Joel Siegel: Beware of Navel Orangeworm Over Next Few Weeks

By Patrick Cavanaugh, Associate Editor

Joel Siegel, research entomologist with USDA Agricultural Research Service (ARS) in the Parlier office in Fresno County, is worried about Navel Orangeworm (NOW) pressure on almonds, pistachios and walnuts this season, “because we have this pattern of hotter winters, warmer springs. And, there is more than enough degree-day accumulation for an extra generation of NOW, compared to what people were dealing with four years ago. And with that, there’s the potential—if you are not on top of things—for it get out of hand.”

Those higher temperatures, he says, are what the worms desire, “Temperature—you can think of it as fuel—fuel for the fire. So the faster the generation time, the more they can start overlapping and possibly resulting in an extra generation, prolonged pressure, and at the tail-end, more NOW going into the next season as well. So you have this cycle that keeps on increasing,” says Siegel.

In describing the different monitoring and spray strategies for the each nut crop, Siegel says, “Well, with pistachios, hull split is not as predictable, so if you have hull integrity maintained, there is less NOW pressure because the nuts are not vulnerable. Navel Orangeworm seems to find pistachios once that hull begins to split. If hull break-down occurs earlier, you are dealing with more pressure.”

Joel Siegel
Joel Siegel, research entomologist with USDA ARS in the Parlier office, Fresno County

“On walnuts,” he explains, “people have been harvesting them later, going into September and October. So, if sun damage or anything else has damaged the hull in these late varieties, NOW will find these nuts as well. So, growers are experiencing higher pressure with late harvest walnuts.”

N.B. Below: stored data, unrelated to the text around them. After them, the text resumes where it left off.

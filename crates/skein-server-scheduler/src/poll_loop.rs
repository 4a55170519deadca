// Copyright (c) 2025 Geoffrey Huntley <ghuntley@ghuntley.com>. All rights reserved.
// SPDX-License-Identifier: Proprietary

use std::time::Duration;

use chrono::Utc;
use tokio::time::MissedTickBehavior;
use tokio_util::sync::CancellationToken;
use tracing::{debug, info};

use crate::scheduler::Scheduler;

/// Drive the scheduler until `shutdown` fires: poll for due tasks every
/// `poll_interval`, dispatch what comes back, and prune expired runs
/// every `prune_interval`.
pub async fn run_poll_loop(
	scheduler: Scheduler,
	poll_interval: Duration,
	prune_interval: Duration,
	shutdown: CancellationToken,
) {
	let mut poll_tick = tokio::time::interval(poll_interval);
	poll_tick.set_missed_tick_behavior(MissedTickBehavior::Delay);
	let mut prune_tick = tokio::time::interval(prune_interval);
	prune_tick.set_missed_tick_behavior(MissedTickBehavior::Delay);

	info!(
		poll_interval_ms = poll_interval.as_millis() as u64,
		tasks = scheduler.task_names().len(),
		"Poll loop started"
	);

	loop {
		tokio::select! {
			_ = shutdown.cancelled() => {
				info!("Poll loop stopping");
				break;
			}
			_ = poll_tick.tick() => {
				for intent in scheduler.poll(Utc::now()) {
					let run = scheduler.dispatch(intent);
					debug!(task = %run.task_name, run_id = %run.run_id, "Dispatched");
				}
			}
			_ = prune_tick.tick() => {
				scheduler.prune(Utc::now()).await;
			}
		}
	}
}

#[cfg(test)]
mod tests {
	use super::*;
	use std::sync::Arc;

	use async_trait::async_trait;
	use skein_sched_core::{
		ContainerLauncher, ExecutionStatus, LaunchError, LaunchHandle, LaunchRequest, NotificationEvent,
		Notifier, RunState, TaskSpec, TeardownError,
	};

	use crate::config::SchedulerConfig;

	struct Done;

	#[async_trait]
	impl ContainerLauncher for Done {
		async fn launch(&self, request: &LaunchRequest) -> Result<LaunchHandle, LaunchError> {
			Ok(LaunchHandle::new(request.run_id.to_string()))
		}

		async fn poll_status(&self, _handle: &LaunchHandle) -> Result<ExecutionStatus, LaunchError> {
			Ok(ExecutionStatus::Succeeded)
		}

		async fn terminate(&self, _handle: &LaunchHandle) -> Result<(), TeardownError> {
			Ok(())
		}
	}

	#[async_trait]
	impl Notifier for Done {
		async fn notify(&self, _event: NotificationEvent) {}
	}

	#[tokio::test]
	async fn test_loop_dispatches_due_tasks_until_shutdown() {
		let scheduler = Scheduler::new(Arc::new(Done), Arc::new(Done), SchedulerConfig::default(), None);
		scheduler.register(TaskSpec::new("once", "busybox", "@once")).unwrap();

		let shutdown = CancellationToken::new();
		let handle = tokio::spawn(run_poll_loop(
			scheduler.clone(),
			Duration::from_millis(10),
			Duration::from_secs(3600),
			shutdown.clone(),
		));

		for _ in 0..200 {
			if !scheduler.list_runs("once").is_empty() {
				break;
			}
			tokio::time::sleep(Duration::from_millis(10)).await;
		}
		shutdown.cancel();
		handle.await.unwrap();
		scheduler.shutdown(Duration::from_secs(5)).await;

		let runs = scheduler.list_runs("once");
		assert_eq!(runs.len(), 1);
		assert_eq!(runs[0].state, RunState::Succeeded);
	}
}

“NOW management timing is a bit more obvious for almonds,” Siegel explains. “That hull split spray is probably the most critical spray application, plus the new crop nuts are increasingly becoming more vulnerable to NOW. When that hull begins to open seems to be when this moth really notices the almonds.”

Siegel states, “One problem with almonds in particular, is that drought stress may cause prolonged hull-split that is not synchronous within an orchard. You’ll see NOW on the edges and the middle of the orchard, for example, just out of sync. So growers are having to apply an extra spray to treat all of their nuts the first time, and that is a relatively new phenomenon.”

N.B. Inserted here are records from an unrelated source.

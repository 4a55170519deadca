// Copyright (c) 2025 Geoffrey Huntley <ghuntley@ghuntley.com>. All rights reserved.
// SPDX-License-Identifier: Proprietary

//! Retry decisions and exponential backoff.

use std::time::Duration;

use serde::{Deserialize, Serialize};

use crate::run::FailureReason;

const DEFAULT_BASE_DELAY: Duration = Duration::from_secs(1);
const DEFAULT_MAX_DELAY: Duration = Duration::from_secs(60);
const DEFAULT_FACTOR: f64 = 2.0;

/// Outcome of consulting the retry policy after a failed attempt.
#[derive(Debug, Clone, Copy, PartialEq, Eq)]
pub enum RetryDecision {
	Retry { backoff: Duration },
	GiveUp,
}

impl RetryDecision {
	pub fn should_retry(&self) -> bool {
		matches!(self, RetryDecision::Retry { .. })
	}
}

/// Pure retry policy: whether to run another attempt and how long to wait.
#[derive(Debug, Clone, Copy, PartialEq, Serialize, Deserialize)]
pub struct RetryPolicy {
	pub base_delay: Duration,
	pub factor: f64,
	pub max_delay: Duration,
}

impl Default for RetryPolicy {
	fn default() -> Self {
		Self {
			base_delay: DEFAULT_BASE_DELAY,
			factor: DEFAULT_FACTOR,
			max_delay: DEFAULT_MAX_DELAY,
		}
	}
}

impl RetryPolicy {
	pub fn new(base_delay: Duration, factor: f64, max_delay: Duration) -> Self {
		Self {
			base_delay,
			factor,
			max_delay,
		}
	}

	/// Same policy with a different base delay (a task's `retry_delay`).
	pub fn with_base(self, base_delay: Duration) -> Self {
		Self { base_delay, ..self }
	}

	/// Decide whether the run gets another attempt.
	///
	/// `attempt` is the 1-based number of the attempt that just failed. A
	/// retry is allowed iff `attempt <= max_retries`, so a task runs at
	/// most `max_retries + 1` times. Cancelled runs are never retried.
	pub fn should_retry(&self, attempt: u32, max_retries: u32, reason: &FailureReason) -> RetryDecision {
		if matches!(reason, FailureReason::Cancelled) || attempt == 0 || attempt > max_retries {
			return RetryDecision::GiveUp;
		}
		RetryDecision::Retry {
			backoff: self.backoff(attempt),
		}
	}

	/// Delay before the retry that follows `attempt`: `base * factor^(attempt - 1)`,
	/// capped at `max_delay`.
	pub fn backoff(&self, attempt: u32) -> Duration {
		let exponent = attempt.saturating_sub(1).min(i32::MAX as u32) as i32;
		let factor = if self.factor.is_finite() && self.factor >= 1.0 {
			self.factor
		} else {
			1.0
		};
		let secs = self.base_delay.as_secs_f64() * factor.powi(exponent);
		let capped = secs.min(self.max_delay.as_secs_f64());
		if capped.is_finite() && capped > 0.0 {
			Duration::from_secs_f64(capped)
		} else {
			Duration::ZERO
		}
	}
}

#[cfg(test)]
mod tests {
	use super::*;
	use proptest::prelude::*;

	fn failure() -> FailureReason {
		FailureReason::Launch("image pull backoff".to_string())
	}

	#[test]
	fn test_backoff_doubles_from_base() {
		let policy = RetryPolicy::default();
		assert_eq!(policy.backoff(1), Duration::from_secs(1));
		assert_eq!(policy.backoff(2), Duration::from_secs(2));
		assert_eq!(policy.backoff(3), Duration::from_secs(4));
	}

	#[test]
	fn test_backoff_caps_at_max() {
		let policy = RetryPolicy::default();
		assert_eq!(policy.backoff(10), Duration::from_secs(60));
		assert_eq!(policy.backoff(100), Duration::from_secs(60));
		assert_eq!(policy.backoff(u32::MAX), Duration::from_secs(60));
	}

	#[test]
	fn test_with_base() {
		let policy = RetryPolicy::default().with_base(Duration::from_secs(300));
		assert_eq!(policy.backoff(1), Duration::from_secs(60));

		let policy = RetryPolicy::default().with_base(Duration::from_millis(10));
		assert_eq!(policy.backoff(2), Duration::from_millis(20));
	}

	#[test]
	fn test_retry_iff_attempt_within_max_retries() {
		let policy = RetryPolicy::default();
		assert!(policy.should_retry(1, 1, &failure()).should_retry());
		assert!(!policy.should_retry(2, 1, &failure()).should_retry());
		assert!(!policy.should_retry(1, 0, &failure()).should_retry());
		assert!(policy.should_retry(3, 3, &failure()).should_retry());
	}

	#[test]
	fn test_retry_carries_backoff() {
		let policy = RetryPolicy::default();
		assert_eq!(
			policy.should_retry(2, 5, &FailureReason::Timeout),
			RetryDecision::Retry {
				backoff: Duration::from_secs(2)
			}
		);
	}

	#[test]
	fn test_cancelled_is_never_retried() {
		let policy = RetryPolicy::default();
		assert_eq!(
			policy.should_retry(1, 10, &FailureReason::Cancelled),
			RetryDecision::GiveUp
		);
	}

	#[test]
	fn test_degenerate_factor_is_treated_as_constant() {
		let policy = RetryPolicy::new(Duration::from_secs(3), f64::NAN, Duration::from_secs(60));
		assert_eq!(policy.backoff(5), Duration::from_secs(3));
		let policy = RetryPolicy::new(Duration::from_secs(3), 0.5, Duration::from_secs(60));
		assert_eq!(policy.backoff(5), Duration::from_secs(3));
	}

	proptest! {
		#[test]
		fn backoff_is_bounded_and_monotonic(
			base_ms in 0u64..100_000,
			max_secs in 0u64..3_600,
			attempt in 1u32..200,
		) {
			let policy = RetryPolicy::new(
				Duration::from_millis(base_ms),
				2.0,
				Duration::from_secs(max_secs),
			);
			let delay = policy.backoff(attempt);
			prop_assert!(delay <= Duration::from_secs(max_secs));
			prop_assert!(policy.backoff(attempt + 1) >= delay);
		}

		#[test]
		fn total_attempts_never_exceed_max_retries_plus_one(max_retries in 0u32..20) {
			let policy = RetryPolicy::default();
			let mut attempt = 1;
			while policy.should_retry(attempt, max_retries, &FailureReason::Timeout).should_retry() {
				attempt += 1;
			}
			prop_assert_eq!(attempt, max_retries + 1);
		}
	}
}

“Second,” he says, “some people get burned in almonds, as they are used to the NOW pressure they encountered two to three years ago when they were not dealing with that extra generation. So they’ve only been applying this single spray; whereas, currently, many people need to do a hull-split spray followed by a post-hull-split spray.” And the way this season is progressing, growers may need to do this second spray over the next ten days.

“With  pistachios,” Siegel notes, “these NOW generations are building. And because of the high economic value of pistachios, people are doing a  second, or even a third shake. So if you have a scenario in which your crop is not synchronous in development, a lot of nuts become available late in the season, just when the NOW population is high as well. So that last 20% of the pistachio crop is where a great deal of damage is occurring.”

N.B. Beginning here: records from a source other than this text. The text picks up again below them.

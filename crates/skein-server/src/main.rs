// Copyright (c) 2025 Geoffrey Huntley <ghuntley@ghuntley.com>. All rights reserved.
// SPDX-License-Identifier: Proprietary

//! Skein scheduler server binary.

use std::collections::HashSet;
use std::path::PathBuf;
use std::sync::Arc;

use chrono::Utc;
use clap::{Parser, Subcommand};
use skein_sched_core::{Notifier, TaskSpec};
use skein_server_config::{LoggingConfig, ServerConfig};
use skein_server_k8s::KubeClient;
use skein_server_launcher::PodLauncher;
use skein_server_notify::{FanoutNotifier, LogNotifier, WebhookNotifier};
use skein_server_scheduler::{create_pool, run_poll_loop, RunRepository, Scheduler};
use tokio_util::sync::CancellationToken;
use tracing_subscriber::{layer::SubscriberExt, util::SubscriberInitExt, EnvFilter};

mod tasks;

/// Skein server - runs scheduled container tasks on Kubernetes.
#[derive(Parser, Debug)]
#[command(name = "skein-server", about = "Container task scheduler", version)]
struct Args {
	/// Server config file (defaults to /etc/skein/server.toml)
	#[arg(short, long, env = "SKEIN_SERVER_CONFIG")]
	config: Option<PathBuf>,

	/// Task definition file or directory; overrides `scheduler.tasks_path`
	#[arg(short, long)]
	tasks: Option<PathBuf>,

	#[command(subcommand)]
	command: Option<Command>,
}

#[derive(Subcommand, Debug)]
enum Command {
	/// Validate configuration and task definitions, then exit
	Check,
	/// Print upcoming fire times for every task
	Next {
		/// Fire times to show per task
		#[arg(short = 'n', long, default_value_t = 3)]
		count: usize,
	},
}

#[tokio::main]
async fn main() -> Result<(), Box<dyn std::error::Error>> {
	let args = Args::parse();

	let config = match &args.config {
		Some(path) => skein_server_config::load_config_with_file(path)?,
		None => skein_server_config::load_config()?,
	};
	init_tracing(&config.logging);

	let tasks_path = args
		.tasks
		.clone()
		.unwrap_or_else(|| config.scheduler.tasks_path.clone());
	let tasks = tasks::load_tasks(&tasks_path)?;

	match args.command {
		Some(Command::Check) => {
			println!("{} task(s) OK in {}", tasks.len(), tasks_path.display());
			Ok(())
		}
		Some(Command::Next { count }) => {
			print_next_fires(&tasks, count)?;
			Ok(())
		}
		None => serve(config, tasks).await,
	}
}

fn init_tracing(logging: &LoggingConfig) {
	let filter = EnvFilter::try_from_default_env().unwrap_or_else(|_| logging.level.clone().into());
	let registry = tracing_subscriber::registry().with(filter);
	if logging.json {
		registry.with(tracing_subscriber::fmt::layer().json()).init();
	} else {
		registry.with(tracing_subscriber::fmt::layer()).init();
	}
}

fn print_next_fires(tasks: &[TaskSpec], count: usize) -> Result<(), skein_sched_core::SchedError> {
	let now = Utc::now();
	for spec in tasks {
		let schedule = spec.parsed_schedule()?;
		let mut fires = Vec::with_capacity(count);
		let mut next = schedule.first_fire(spec.start_date.unwrap_or(now));
		while let Some(at) = next {
			if fires.len() == count {
				break;
			}
			fires.push(at.to_rfc3339());
			next = schedule.next_fire_after(at);
		}
		println!("{} ({}): {}", spec.name, schedule, fires.join(", "));
	}
	Ok(())
}

async fn serve(config: ServerConfig, tasks: Vec<TaskSpec>) -> Result<(), Box<dyn std::error::Error>> {
	tracing::info!(
		namespace = %config.launcher.namespace,
		tasks = tasks.len(),
		persistence = config.database.url.is_some(),
		"starting skein-server"
	);

	let repository = match &config.database.url {
		Some(url) => {
			let repository = RunRepository::new(create_pool(url).await?);
			repository.migrate().await?;
			let abandoned = repository.abandon_unfinished(Utc::now()).await?;
			if abandoned > 0 {
				tracing::warn!(abandoned, "Closed runs left unfinished by a previous process");
			}
			Some(repository)
		}
		None => None,
	};

	let client = KubeClient::new().await?;
	let launcher = Arc::new(PodLauncher::new(
		Arc::new(client),
		skein_server_launcher::LauncherConfig {
			namespace: config.launcher.namespace.clone(),
			delete_grace_secs: config.launcher.delete_grace_secs,
			image_pull_secrets: config.launcher.image_pull_secrets.clone(),
			service_account: config.launcher.service_account.clone(),
		},
	));
	launcher.validate_namespace().await?;
	// nothing is running yet, so every managed pod is left over
	let reaped = launcher.reap_orphans(&HashSet::new()).await?;
	if reaped > 0 {
		tracing::warn!(reaped, "Removed run pods left by a previous process");
	}

	let mut notifier = FanoutNotifier::new(vec![Arc::new(LogNotifier) as Arc<dyn Notifier>]);
	if !config.notify.webhooks.is_empty() {
		notifier.push(Arc::new(WebhookNotifier::new(
			config.notify.webhooks.clone(),
			config.notify.timeout(),
		)?));
	}

	let scheduler = Scheduler::new(
		launcher,
		Arc::new(notifier),
		skein_server_scheduler::SchedulerConfig {
			status_poll_interval: config.scheduler.status_poll_interval(),
			notify_timeout: config.scheduler.notify_timeout(),
			max_status_errors: config.scheduler.max_status_errors,
			run_retention: config.scheduler.run_retention(),
			teardown_attempts: config.launcher.teardown_attempts,
			retry: config.retry.policy(),
			..Default::default()
		},
		repository,
	);

	for spec in tasks {
		scheduler.register(spec)?;
	}
	scheduler.restore_watermarks().await?;

	let shutdown = CancellationToken::new();
	let poll_loop = tokio::spawn(run_poll_loop(
		scheduler.clone(),
		config.scheduler.poll_interval(),
		config.scheduler.prune_interval(),
		shutdown.clone(),
	));

	shutdown_signal().await;
	tracing::info!("Received shutdown signal");
	shutdown.cancel();
	poll_loop.await?;

	tracing::info!(
		in_flight = scheduler.in_flight(),
		grace_secs = config.scheduler.shutdown_grace_secs,
		"Waiting for in-flight runs"
	);
	scheduler.shutdown(config.scheduler.shutdown_grace()).await;

	tracing::info!("Server shutdown complete");
	Ok(())
}

/// Resolves on Ctrl-C, or SIGTERM on unix (what the kubelet sends).
async fn shutdown_signal() {
	let ctrl_c = async {
		if let Err(e) = tokio::signal::ctrl_c().await {
			tracing::error!(error = %e, "Failed to listen for Ctrl-C");
			std::future::pending::<()>().await;
		}
	};

	#[cfg(unix)]
	let terminate = async {
		match tokio::signal::unix::signal(tokio::signal::unix::SignalKind::terminate()) {
			Ok(mut signal) => {
				signal.recv().await;
			}
			Err(e) => {
				tracing::error!(error = %e, "Failed to listen for SIGTERM");
				std::future::pending::<()>().await;
			}
		}
	};

	#[cfg(not(unix))]
	let terminate = std::future::pending::<()>();

	tokio::select! {
		_ = ctrl_c => {}
		_ = terminate => {}
	}
}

Navel Orangeworm does so much damage to the kernels that many processors are offering price premiums to growers for pistachios with  less than 1% damage. Siegel clarifies, “I’m assuming that is the goal of increased subsidies; to help offset either the cost of increased insecticide applications or to offset the cost of puffers for mating disruption.”

Siegel notes some unique NOW attributes, “They are very good at eating a lot of different things.  People don’t realize that although these different nut commodities—almonds, pistachios, and walnuts—have chemicals that help protect them from insects, this worm is very good at detoxifying or eliminating these protective chemicals. So, NOW is able to pressure many different crops and moldy fruit, so that any moldy mummies on the ground can serve as food for Navel Orangeworms. This is why sanitation is so critically important.”

Siegel says California tree nut growers are well-known for their high quality product, and this excellent reputation must be maintained. “Pistachios are a valuable crop,” Siegel says. “Growers must balance these advantages, talk with their processors, and look at how aggressive their pest management practices need to be.”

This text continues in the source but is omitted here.